Saturday, August 15, 2009

Emanuel wields power freely

“The president has a zenlike quality. Rahm is a pile driver.” David Axelrod President Obama’s senior adviser















Seven months after moving into his office in the West Wing, Mr. Emanuel is emerging as perhaps the most influential White House chief of staff in a generation. But with his prominence in almost everything important going on in Washington comes a high degree of risk.

Who does not implicitly understand that risk is part of the package will not get to the position he is in, and, if somehow one does, that one will not last long.

As the principal author of Mr. Obama’s do-everything-at-once strategy, he stands to become a figure of consequence in his own right if the administration stabilizes the economy and financial markets, overhauls the health care system and winds down one war while successfully prosecuting another.

The principal author? Perhaps the secondary; his boss is the principal strategist. Emanuel is already a consequential figure. If all things work out his power base will be formidable, and, if things do not go well, he will be sacrificed.

If things do not go well — and right now Mr. Obama’s political popularity is declining, his health care legislation is under conservative assault, the budget deficit is at an eye-popping level and Afghanistan remains volatile — it is Mr. Emanuel whose job will be on the line before Mr. Obama’s.

Political popularity is far too ephemeral for a week's polls, or even a month's, to derail the primary strategy of the Administration.
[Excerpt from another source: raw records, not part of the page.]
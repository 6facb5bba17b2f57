//! Network layer subsystem.
//!
//! # Design Decisions
//! - TLS is optional and mutually exclusive with plain HTTP, selected
//!   by `ssl.enabled` in the configuration
//! - Certificate and key arrive as in-memory PEM, never as file paths

pub mod tls;
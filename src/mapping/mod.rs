//! Mapping snapshot subsystem.
//!
//! # Data Flow
//! ```text
//! snapshot file (JSON, produced by the external migration process)
//!     → loader.rs (read & deserialize)
//!     → MappingSnapshot (records + audit metadata)
//!     → consumed once by the path index at startup, then dropped
//! ```
//!
//! # Design Decisions
//! - Decode-only: the migration process is trusted to emit internally
//!   consistent records, so old/new URLs are not re-verified here
//! - `mappings` is a BTreeMap so index construction iterates in a
//!   stable order
//! - The `not_found` set is retained for audit only and never consulted
//!   at request time

pub mod loader;
pub mod schema;

pub use loader::{load_mapping_snapshot, MappingError};
pub use schema::{MappingSnapshot, UserMapping};
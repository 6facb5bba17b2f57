//! Subscription URL Redirect Service Library

pub mod config;
pub mod http;
pub mod lifecycle;
pub mod mapping;
pub mod net;
pub mod routing;

pub use config::ServerConfig;
pub use mapping::MappingSnapshot;
pub use routing::PathIndex;
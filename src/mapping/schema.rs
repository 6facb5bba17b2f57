//! Mapping snapshot schema definitions.

use std::collections::BTreeMap;

use serde::{Deserialize, Serialize};

/// Old-to-new subscription URL record for a single migrated account.
#[derive(Debug, Clone, Deserialize, Serialize)]
pub struct UserMapping {
    /// Account identifier on the legacy panel.
    pub user_id: i64,

    /// Subscription URL on the legacy panel; absolute URL or bare path.
    pub old_subscription_url: String,

    /// Subscription URL on the replacement panel; absolute or relative.
    pub new_subscription_url: String,

    /// Account name on the replacement panel, when the migration knew it.
    #[serde(default, skip_serializing_if = "Option::is_none")]
    pub display_name: Option<String>,

    /// How the migration process matched this account (provenance tag).
    #[serde(default, skip_serializing_if = "Option::is_none")]
    pub matched_by: Option<String>,
}

/// Complete mapping snapshot: all records plus summary metadata.
///
/// The metadata fields are informational; only `mappings` feeds the
/// path index.
#[derive(Debug, Clone, Default, Deserialize, Serialize)]
#[serde(default)]
pub struct MappingSnapshot {
    /// When the migration process generated this snapshot.
    pub generated_at: String,

    pub total_users: u64,
    pub mapped_users: u64,
    pub not_found_users: u64,

    /// Free-form URL format hints from the migration process; never
    /// consulted by matching logic.
    pub url_formats: BTreeMap<String, String>,

    /// Migrated records, keyed by an opaque identifier.
    pub mappings: BTreeMap<String, UserMapping>,

    /// Accounts the migration could not match; audit only.
    pub not_found: BTreeMap<String, UserMapping>,
}
//! End-to-end tests for the redirect service: real listener, real client.

use std::time::Duration;

use subredirect::config::load_server_config;
use subredirect::config::ConfigError;
use subredirect::lifecycle::startup::{self, StartupError};
use subredirect::routing::PathIndex;

mod common;
use common::{client, config, mapping, snapshot, start_server};

#[tokio::test]
async fn test_hit_redirects_with_request_host() {
    let snap = snapshot(vec![mapping(
        1,
        "https://old.example.com/sub/alice/k1",
        "/sub/alice/n1",
    )]);
    let (handle, _server) = start_server(config(28310, ""), &snap).await;

    let res = client()
        .get("http://127.0.0.1:28310/sub/alice/k1")
        .send()
        .await
        .unwrap();

    assert_eq!(res.status().as_u16(), 301);
    assert_eq!(
        res.headers()["location"],
        "http://127.0.0.1:28310/sub/alice/n1"
    );

    handle.shutdown();
}

#[tokio::test]
async fn test_absolute_new_url_used_verbatim() {
    let snap = snapshot(vec![mapping(
        2,
        "/sub/bob/k2",
        "https://new.example.com/sub/bob/n2",
    )]);
    // A configured redirect domain must not override an absolute URL.
    let (handle, _server) = start_server(config(28311, "panel.example.com"), &snap).await;

    let res = client()
        .get("http://127.0.0.1:28311/sub/bob/k2")
        .send()
        .await
        .unwrap();

    assert_eq!(res.status().as_u16(), 301);
    assert_eq!(res.headers()["location"], "https://new.example.com/sub/bob/n2");

    handle.shutdown();
}

#[tokio::test]
async fn test_redirect_domain_prefixes_relative_url() {
    let snap = snapshot(vec![mapping(3, "/sub/carol/k3", "/sub/carol/n3")]);
    let (handle, _server) = start_server(config(28312, "panel.example.com"), &snap).await;

    let res = client()
        .get("http://127.0.0.1:28312/sub/carol/k3")
        .send()
        .await
        .unwrap();

    assert_eq!(res.status().as_u16(), 301);
    assert_eq!(
        res.headers()["location"],
        "https://panel.example.com/sub/carol/n3"
    );

    handle.shutdown();
}

#[tokio::test]
async fn test_forwarded_proto_drives_scheme() {
    let snap = snapshot(vec![mapping(4, "/sub/dave/k4", "/sub/dave/n4")]);
    let (handle, _server) = start_server(config(28313, ""), &snap).await;

    let res = client()
        .get("http://127.0.0.1:28313/sub/dave/k4")
        .header("X-Forwarded-Proto", "https")
        .send()
        .await
        .unwrap();

    assert_eq!(res.status().as_u16(), 301);
    assert_eq!(
        res.headers()["location"],
        "https://127.0.0.1:28313/sub/dave/n4"
    );

    handle.shutdown();
}

#[tokio::test]
async fn test_miss_returns_404() {
    let snap = snapshot(vec![mapping(5, "/sub/erin/k5", "/sub/erin/n5")]);
    let (handle, _server) = start_server(config(28314, ""), &snap).await;

    let res = client()
        .get("http://127.0.0.1:28314/sub/unknown/key")
        .send()
        .await
        .unwrap();
    assert_eq!(res.status().as_u16(), 404);

    // Exact match only: a trailing slash is a different key.
    let res = client()
        .get("http://127.0.0.1:28314/sub/erin/k5/")
        .send()
        .await
        .unwrap();
    assert_eq!(res.status().as_u16(), 404);

    handle.shutdown();
}

#[tokio::test]
async fn test_any_method_is_served() {
    let snap = snapshot(vec![mapping(6, "/sub/frank/k6", "/sub/frank/n6")]);
    let (handle, _server) = start_server(config(28315, ""), &snap).await;

    let res = client()
        .post("http://127.0.0.1:28315/sub/frank/k6")
        .send()
        .await
        .unwrap();
    assert_eq!(res.status().as_u16(), 301);

    let res = client()
        .post("http://127.0.0.1:28315/nope")
        .send()
        .await
        .unwrap();
    assert_eq!(res.status().as_u16(), 404);

    handle.shutdown();
}

#[tokio::test]
async fn test_graceful_shutdown_drains_and_exits() {
    let snap = snapshot(vec![mapping(7, "/sub/grace/k7", "/sub/grace/n7")]);
    let (handle, server) = start_server(config(28316, ""), &snap).await;

    let res = client()
        .get("http://127.0.0.1:28316/sub/grace/k7")
        .send()
        .await
        .unwrap();
    assert_eq!(res.status().as_u16(), 301);

    handle.graceful_shutdown(Some(Duration::from_secs(1)));

    let result = tokio::time::timeout(Duration::from_secs(5), server)
        .await
        .expect("server did not stop within the grace period")
        .unwrap();
    assert!(result.is_ok());

    // The listener is gone; new connections must fail.
    assert!(client()
        .get("http://127.0.0.1:28316/sub/grace/k7")
        .send()
        .await
        .is_err());
}

#[tokio::test]
async fn test_startup_rejects_incomplete_tls_material() {
    let dir = std::env::temp_dir();
    let config_path = dir.join(format!("subredirect-tls-config-{}.json", std::process::id()));
    std::fs::write(
        &config_path,
        r#"{ "host": "127.0.0.1", "port": 28317, "ssl": { "enabled": true, "cert": "stub", "key": "" } }"#,
    )
    .unwrap();

    let err = load_server_config(&config_path).unwrap_err();
    std::fs::remove_file(&config_path).ok();

    assert!(matches!(err, ConfigError::IncompleteTls));
}

#[tokio::test]
async fn test_startup_rejects_malformed_pem() {
    let mut cfg = config(28318, "");
    cfg.ssl.enabled = true;
    cfg.ssl.cert = "not a certificate".to_string();
    cfg.ssl.key = "not a key".to_string();

    let snap = snapshot(vec![]);
    let index = PathIndex::build(&snap);

    let err = startup::serve(cfg, index, axum_server::Handle::new())
        .await
        .unwrap_err();
    assert!(matches!(err, StartupError::Tls(_)));
}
Conservative assault is a lot of noise without much substance; a passed bill on health care reform, which will get done, will deflate the conservative juggernaut back to size. Budgets are not the primary priority right now. And Afghanistan has bedeviled the West, and Russia, for more than a century. It does need to be stabilized, and could well be so in a few months, after its election and some fighting.


David Axelrod and Valerie Jarrett with Rahm Emanuel, who seems as if he is also political, legislative and communications director.



The caricature of Mr. Emanuel as a profanity-spewing operative has given way to a more nuanced view: as a profanity-spewing operative with a keen understanding of how to employ power on behalf of a new president with relatively little experience in Washington.

Who was smart enough to hire him.

Although relentlessly deferential to the president, Mr. Emanuel is clearly more chief than staff. While some predecessors husbanded their authority, lest it be diluted, friends said he believed the more someone used power, the more power that person had.

Some times caution is the wrong approach, and this is one of those times: the challenges of a busted economy are enormous, and the opportunity to get several things done within one year are too great to be cautious.

His mantra: take what victories you can, stay on the offensive and do not be afraid to stroke big egos to advance the president’s agenda.

Staying in the offensive is critical, and will prove, I am certain (almost always), the difference, and provide the winning edge. Let the right-wing rant about death squads and government bureaucrats, and focus on what needs to get done.

“I’ve heard more from Rahm in six months than I heard from Andy Card in six years, and Card’s daughter worked for me,” said former Representative Tom Davis, Republican of Virginia, referring to a chief of staff under President George W. Bush.

This is one intense person. He is part of the reason President Obama will be successful, and I think that Senator Obama understood that.

Mr. Emanuel presides over a White House where people are defined by whether they went through the fires of the campaign. He did not. When Mr. Obama invited longtime aides like Mr. Axelrod and Robert Gibbs, the press secretary, to Camp David recently, Mr. Emanuel was not included.

Shrewd.

But when a New York Times Magazine profile of Ms. Jarrett last month explored the old scratchiness, White House officials said the normally calm Mr. Obama erupted with anger. An informal edict went out: no more cooperating with staff profiles. As a result, Mr. Emanuel declined a formal interview for this article.

Informal? C'mon.

While jousting with the right, Mr. Emanuel has tried to impose order on the left, dispatching Mr. Messina to weekly meetings with liberal interest groups called the Common Purpose Project, a tactic adopted from the Bush White House. Mr. Emanuel showed up this month amid internal tension over health care. Asked about liberal advertisements aimed at Democrats in conservative districts, he delivered an obscenity-laced tirade about the senselessness of attacking each other, participants said.

Critical. The Left is always intent on infighting, on undermining itself, and on self-destruction, seemingly unable to wield power effectively. Often, ideological purity is made more important than accomplishing concrete results.